● **Required work**: Below are entries. Reproduce exactly the lines between the line holding "plain hash map" and the line holding "keeps its position.", inclusive, and only those.

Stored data
──────

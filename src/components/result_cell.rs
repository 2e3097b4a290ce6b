//! Result Cell Component
//!
//! One keyword row inside a model column: the latest metrics plus Sources and
//! Ranking dialogs for the evidence behind them.

use leptos::prelude::*;
use visibility_core::reconcile::{Evidence, KeywordCell, MetricDisplay};
use visibility_core::timestamp;

use crate::components::Modal;
use crate::markdown::{is_safe_url, render_response};

fn metric_class(metric: &MetricDisplay) -> &'static str {
    if metric.is_missing() {
        "metric missing"
    } else {
        "metric"
    }
}

#[component]
pub fn ResultCell(cell: KeywordCell) -> impl IntoView {
    let KeywordCell {
        keyword,
        prompt,
        metrics,
        evidence,
    } = cell;
    let sources_open = RwSignal::new(false);
    let ranking_open = RwSignal::new(false);

    let has_evidence = evidence.is_some();
    let source_count = evidence.as_ref().map_or(0, |e| e.sources.len());
    let position = metrics.position.to_string();
    let visibility = metrics.visibility.to_string();
    let sources_title = format!("Sources · {}", keyword);
    let ranking_title = format!("Ranking · {}", keyword);
    let evidence = StoredValue::new(evidence.unwrap_or_else(|| Evidence {
        sources: Vec::new(),
        response_text: String::new(),
        tracked_at: None,
    }));
    let summary = StoredValue::new((position.clone(), visibility.clone()));

    view! {
        <tr class="result-row">
            <td class="keyword" title=prompt>{keyword}</td>
            <td class=metric_class(&metrics.position)>{position}</td>
            <td class=metric_class(&metrics.visibility)>{visibility}</td>
            <td class="cell-actions">
                <button class="link-btn" disabled=!has_evidence on:click=move |_| sources_open.set(true)>
                    {format!("Sources ({})", source_count)}
                </button>
                <button class="link-btn" disabled=!has_evidence on:click=move |_| ranking_open.set(true)>
                    "Ranking"
                </button>
                <Modal title=sources_title open=sources_open>
                    {move || evidence.with_value(|e| {
                        if e.sources.is_empty() {
                            view! { <p class="empty-state">"No sources"</p> }.into_any()
                        } else {
                            view! {
                                <ul class="source-list">
                                    {e.sources.iter().map(|url| {
                                        if is_safe_url(url) {
                                            view! {
                                                <li><a href=url.clone() target="_blank" rel="noopener noreferrer">{url.clone()}</a></li>
                                            }.into_any()
                                        } else {
                                            view! { <li>{url.clone()}</li> }.into_any()
                                        }
                                    }).collect_view()}
                                </ul>
                            }.into_any()
                        }
                    })}
                </Modal>
                <Modal title=ranking_title open=ranking_open>
                    {move || {
                        let (position, visibility) = summary.get_value();
                        let tracked = evidence.with_value(|e| {
                            e.tracked_at.as_deref().and_then(timestamp::format_date)
                        });
                        let html = evidence.with_value(|e| render_response(&e.response_text));
                        view! {
                            <div class="ranking-summary">
                                <span>"Position: "{position}</span>
                                <span>"Visibility: "{visibility}</span>
                                {tracked.map(|date| view! { <span>"Tracked "{date}</span> })}
                            </div>
                            <div class="response-text" inner_html=html></div>
                        }
                    }}
                </Modal>
            </td>
        </tr>
    }
}
//! Prompt Set
//!
//! Ordered language -> prompt template mapping.

use std::fmt;

use serde::de::{MapAccess, Visitor};
use serde::ser::SerializeMap;
use serde::{Deserialize, Deserializer, Serialize, Serializer};

/// Prompt templates keyed by language label, in the order the backend sent them.
///
/// Question order on the detail page follows this order, so a plain hash map
/// would not do.
#[derive(Debug, Clone, Default, PartialEq, Eq)]
pub struct PromptSet(Vec<(String, String)>);

impl PromptSet {
    pub fn new() -> Self {
        Self::default()
    }

    /// Insert or replace the template for `language`. A replaced entry keeps its position.
    pub fn insert(&mut self, language: impl Into<String>, text: impl Into<String>) {
        let language = language.into();
        let text = text.into();
        match self.0.iter_mut().find(|(lang, _)| *lang == language) {
            Some(entry) => entry.1 = text,
            None => self.0.push((language, text)),
        }
    }

    pub fn get(&self, language: &str) -> Option<&str> {
        self.0
            .iter()
            .find(|(lang, _)| lang == language)
            .map(|(_, text)| text.as_str())
    }

    pub fn first(&self) -> Option<(&str, &str)> {
        self.iter().next()
    }

    pub fn iter(&self) -> impl Iterator<Item = (&str, &str)> {
        self.0.iter().map(|(lang, text)| (lang.as_str(), text.as_str()))
    }

    pub fn len(&self) -> usize {
        self.0.len()
    }

    pub fn is_empty(&self) -> bool {
        self.0.is_empty()
    }
}

impl<L: Into<String>, T: Into<String>> FromIterator<(L, T)> for PromptSet {
    fn from_iter<I: IntoIterator<Item = (L, T)>>(iter: I) -> Self {
        let mut set = PromptSet::new();
        for (language, text) in iter {
            set.insert(language, text);
        }
        set
    }
}

impl Serialize for PromptSet {
    fn serialize<S: Serializer>(&self, serializer: S) -> Result<S::Ok, S::Error> {
        let mut map = serializer.serialize_map(Some(self.0.len()))?;
        for (language, text) in &self.0 {
            map.serialize_entry(language, text)?;
        }
        map.end()
    }
}

struct PromptSetVisitor;

impl<'de> Visitor<'de> for PromptSetVisitor {
    type Value = PromptSet;

    fn expecting(&self, f: &mut fmt::Formatter) -> fmt::Result {
        f.write_str("a map of language label to prompt text")
    }

    fn visit_map<M: MapAccess<'de>>(self, mut access: M) -> Result<PromptSet, M::Error> {
        let mut set = PromptSet::new();
        while let Some((language, text)) = access.next_entry::<String, Option<String>>()? {
            set.insert(language, text.unwrap_or_default());
        }
        Ok(set)
    }
}

impl<'de> Deserialize<'de> for PromptSet {
    fn deserialize<D: Deserializer<'de>>(deserializer: D) -> Result<Self, D::Error> {
        deserializer.deserialize_map(PromptSetVisitor)
    }
}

──────

● **Task answer**:
/// Question order on the detail page follows this order, so a plain hash map
/// would not do.
#[derive(Debug, Clone, Default, PartialEq, Eq)]
pub struct PromptSet(Vec<(String, String)>);

impl PromptSet {
    pub fn new() -> Self {
        Self::default()
    }

    /// Insert or replace the template for `language`. A replaced entry keeps its position.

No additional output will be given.